How to complete this task :: In the entries that follow, how many lines hold "dropped"? Nothing but the number is expected.

Dataset entries
Content starts

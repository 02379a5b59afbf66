// SPDX-License-Identifier: BUSL-1.1
// Copyright (c) 2026 Alfred Jean LLC

//! Agent memories: layered storage, full-text search, eviction

use crate::{json_text, StateStore, StoreError};
use aether_core::{MemoryId, MemoryLayer, MemoryRecord, Pid, Uid};
use rusqlite::{params, OptionalExtension, Row};

fn row_to_memory(row: &Row<'_>) -> Result<MemoryRecord, rusqlite::Error> {
    let layer: String = row.get(2)?;
    let tags: String = row.get(4)?;
    let related: String = row.get(11)?;
    Ok(MemoryRecord {
        id: MemoryId::new(row.get::<_, String>(0)?),
        agent_uid: Uid::new(row.get::<_, String>(1)?),
        layer: MemoryLayer::parse(&layer).unwrap_or(MemoryLayer::Episodic),
        content: row.get(3)?,
        tags: serde_json::from_str(&tags).unwrap_or_default(),
        importance: row.get(5)?,
        access_count: row.get::<_, i64>(6)? as u64,
        created_at_ms: row.get::<_, i64>(7)? as u64,
        last_accessed_ms: row.get::<_, i64>(8)? as u64,
        expires_at_ms: row.get::<_, Option<i64>>(9)?.map(|v| v as u64),
        source_pid: row.get::<_, Option<i64>>(10)?.map(Pid),
        related: serde_json::from_str(&related).unwrap_or_default(),
    })
}

const MEMORY_COLUMNS: &str = "id, agent_uid, layer, content, tags, importance, access_count, \
     created_at_ms, last_accessed_ms, expires_at_ms, source_pid, related";

/// Convert a free-text query into an FTS5 MATCH expression: tokens are
/// stripped of punctuation, single characters dropped, the remainder
/// quoted and OR-joined.
fn fts_query(input: &str) -> Option<String> {
    let terms: Vec<String> = input
        .split_whitespace()
        .map(|token| {
            token
                .chars()
                .filter(|c| c.is_alphanumeric())
                .collect::<String>()
        })
        .filter(|t| t.len() > 1)
        .map(|t| format!("\"{t}\""))
        .collect();

    if terms.is_empty() {
        None
    } else {
        Some(terms.join(" OR "))
    }
}

impl StateStore {
    /// Insert a memory and evict down to `cap` for its (agent, layer).
    ///
    /// Eviction removes the lowest-importance, least-recently-accessed
    /// rows first and returns how many were dropped.
    pub fn put_memory(&self, memory: &MemoryRecord, cap: usize) -> Result<u32, StoreError> {
        let mut conn = self.conn();
        let tx = conn.transaction()?;

        tx.execute(
            r#"
            INSERT INTO memories (id, agent_uid, layer, content, tags, importance, access_count,
                                  created_at_ms, last_accessed_ms, expires_at_ms, source_pid, related)
            VALUES (?1, ?2, ?3, ?4, ?5, ?6, ?7, ?8, ?9, ?10, ?11, ?12)
            ON CONFLICT(id) DO UPDATE SET
                content = ?4,
                tags = ?5,
                importance = ?6,
                last_accessed_ms = ?9,
                expires_at_ms = ?10,
                related = ?12
            "#,
            params![
                memory.id.as_str(),
                memory.agent_uid.as_str(),
                memory.layer.as_str(),
                memory.content,
                json_text(&memory.tags)?,
                memory.importance,
                memory.access_count as i64,
                memory.created_at_ms as i64,
                memory.last_accessed_ms as i64,
                memory.expires_at_ms.map(|v| v as i64),
                memory.source_pid.map(|p| p.as_i64()),
                json_text(&memory.related)?,
            ],
        )?;
        tx.execute(
            "DELETE FROM memories_fts WHERE id = ?1",
            params![memory.id.as_str()],
        )?;
        tx.execute(
            "INSERT INTO memories_fts (id, content) VALUES (?1, ?2)",
            params![memory.id.as_str(), memory.content],
        )?;

        let count: i64 = tx.query_row(
            "SELECT COUNT(*) FROM memories WHERE agent_uid = ?1 AND layer = ?2",
            params![memory.agent_uid.as_str(), memory.layer.as_str()],
            |row| row.get(0),
        )?;

        let mut evicted = 0u32;
        if count as usize > cap {
            let excess = count as usize - cap;
            let victims: Vec<String> = {
                let mut stmt = tx.prepare(
                    r#"
                    SELECT id FROM memories
                    WHERE agent_uid = ?1 AND layer = ?2
                    ORDER BY importance ASC, last_accessed_ms ASC
                    LIMIT ?3
                    "#,
                )?;
                let rows = stmt.query_map(
                    params![
                        memory.agent_uid.as_str(),
                        memory.layer.as_str(),
                        excess as i64
                    ],
                    |row| row.get::<_, String>(0),
                )?;
                let mut ids = Vec::new();
                for row in rows {
                    ids.push(row?);
                }
                ids
            };

            for id in &victims {
                tx.execute("DELETE FROM memories WHERE id = ?1", params![id])?;
                tx.execute("DELETE FROM memories_fts WHERE id = ?1", params![id])?;
                evicted += 1;
            }
        }

        tx.commit()?;
        Ok(evicted)
    }

    /// Fetch a memory and bump its access statistics.
    pub fn access_memory(
        &self,
        id: &MemoryId,
        now_ms: u64,
    ) -> Result<Option<MemoryRecord>, StoreError> {
        let conn = self.conn();
        conn.execute(
            "UPDATE memories SET access_count = access_count + 1, last_accessed_ms = ?2 \
             WHERE id = ?1",
            params![id.as_str(), now_ms as i64],
        )?;
        let result = conn
            .query_row(
                &format!("SELECT {MEMORY_COLUMNS} FROM memories WHERE id = ?1"),
                params![id.as_str()],
                |row| row_to_memory(row),
            )
            .optional()?;
        Ok(result)
    }

    pub fn delete_memory(&self, id: &MemoryId) -> Result<bool, StoreError> {
        let mut conn = self.conn();
        let tx = conn.transaction()?;
        let removed = tx.execute("DELETE FROM memories WHERE id = ?1", params![id.as_str()])?;
        tx.execute(
            "DELETE FROM memories_fts WHERE id = ?1",
            params![id.as_str()],
        )?;
        tx.commit()?;
        Ok(removed > 0)
    }

    /// Full-text search scoped to one agent, best rank first.
    pub fn search_memories(
        &self,
        agent_uid: &Uid,
        query: &str,
        limit: usize,
    ) -> Result<Vec<MemoryRecord>, StoreError> {
        let Some(match_expr) = fts_query(query) else {
            return Ok(Vec::new());
        };

        let qualified_columns = MEMORY_COLUMNS
            .split(", ")
            .map(|col| format!("m.{col}"))
            .collect::<Vec<_>>()
            .join(", ");
        let conn = self.conn();
        let mut stmt = conn.prepare(&format!(
            r#"
            SELECT {qualified_columns}
            FROM memories m
            JOIN memories_fts f ON f.id = m.id
            WHERE memories_fts MATCH ?1 AND m.agent_uid = ?2
            ORDER BY rank
            LIMIT ?3
            "#
        ))?;
        let rows = stmt.query_map(
            params![match_expr, agent_uid.as_str(), limit as i64],
            |row| row_to_memory(row),
        )?;
        let mut out = Vec::new();
        for row in rows {
            out.push(row?);
        }
        Ok(out)
    }

    pub fn count_memories(&self, agent_uid: &Uid, layer: MemoryLayer) -> Result<usize, StoreError> {
        let count: i64 = self.conn().query_row(
            "SELECT COUNT(*) FROM memories WHERE agent_uid = ?1 AND layer = ?2",
            params![agent_uid.as_str(), layer.as_str()],
            |row| row.get(0),
        )?;
        Ok(count as usize)
    }

    /// Drop memories whose expiry passed.
    pub fn expire_memories(&self, now_ms: u64) -> Result<usize, StoreError> {
        let mut conn = self.conn();
        let tx = conn.transaction()?;
        tx.execute(
            "DELETE FROM memories_fts WHERE id IN \
             (SELECT id FROM memories WHERE expires_at_ms IS NOT NULL AND expires_at_ms < ?1)",
            params![now_ms as i64],
        )?;
        let removed = tx.execute(
            "DELETE FROM memories WHERE expires_at_ms IS NOT NULL AND expires_at_ms < ?1",
            params![now_ms as i64],
        )?;
        tx.commit()?;
        Ok(removed)
    }
}

#[cfg(test)]
#[path = "memories_tests.rs"]
mod tests;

Content ends

Solution to this problem :: 2